EXCERPTED DATA:

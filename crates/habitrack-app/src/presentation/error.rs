use habitrack_domain::shared::{DomainError, ErrorCode, ErrorSeverity};
use serde::{Deserialize, Serialize};

/// Structured error reported by CLI commands
///
/// Carries the numeric code, a human-readable message, the severity and
/// whether trying the same command again may succeed.
#[derive(Debug, Clone, Serialize, Deserialize)]
pub struct CommandError {
    /// Numeric error code (1xxx-6xxx range)
    pub code: u16,

    /// Human-readable error message
    pub message: String,

    /// Error severity level
    pub severity: ErrorSeverity,

    /// Whether the operation can be retried
    pub recoverable: bool,
}

impl CommandError {
    /// Create an error from an error code and message
    pub fn from_code(error_code: ErrorCode, message: impl Into<String>) -> Self {
        Self {
            code: error_code.code(),
            message: message.into(),
            severity: error_code.severity(),
            recoverable: error_code.is_recoverable(),
        }
    }

    /// Create a generic infrastructure error
    pub fn infrastructure(message: impl Into<String>) -> Self {
        Self::from_code(ErrorCode::InfrastructureError, message)
    }

    /// Create a validation error
    pub fn validation(message: impl Into<String>) -> Self {
        Self::from_code(ErrorCode::ValidationError, message)
    }
}

impl From<DomainError> for CommandError {
    fn from(err: DomainError) -> Self {
        Self {
            code: err.code().code(),
            message: err.message().to_string(),
            severity: err.severity(),
            recoverable: err.is_recoverable(),
        }
    }
}

impl From<anyhow::Error> for CommandError {
    fn from(err: anyhow::Error) -> Self {
        // `{:#}` keeps the context chain on one line
        Self::infrastructure(format!("{:#}", err))
    }
}

impl std::fmt::Display for CommandError {
    fn fmt(&self, f: &mut std::fmt::Formatter<'_>) -> std::fmt::Result {
        write!(f, "[{}] {}", self.code, self.message)?;
        if self.recoverable {
            write!(f, " (try again)")?;
        }
        Ok(())
    }
}

impl std::error::Error for CommandError {}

EXERCISE GOAL: What is needed is a verbatim copy of every line in the records above from the one containing "Self::from_code(ErrorCode::ValidationError, message)" down to the one containing "on one line", both included, and nothing more.

WRITTEN REPLY:
        Self::from_code(ErrorCode::ValidationError, message)
    }
}

impl From<DomainError> for CommandError {
    fn from(err: DomainError) -> Self {
        Self {
            code: err.code().code(),
            message: err.message().to_string(),
            severity: err.severity(),
            recoverable: err.is_recoverable(),
        }
    }
}

impl From<anyhow::Error> for CommandError {
    fn from(err: anyhow::Error) -> Self {
        // `{:#}` keeps the context chain on one line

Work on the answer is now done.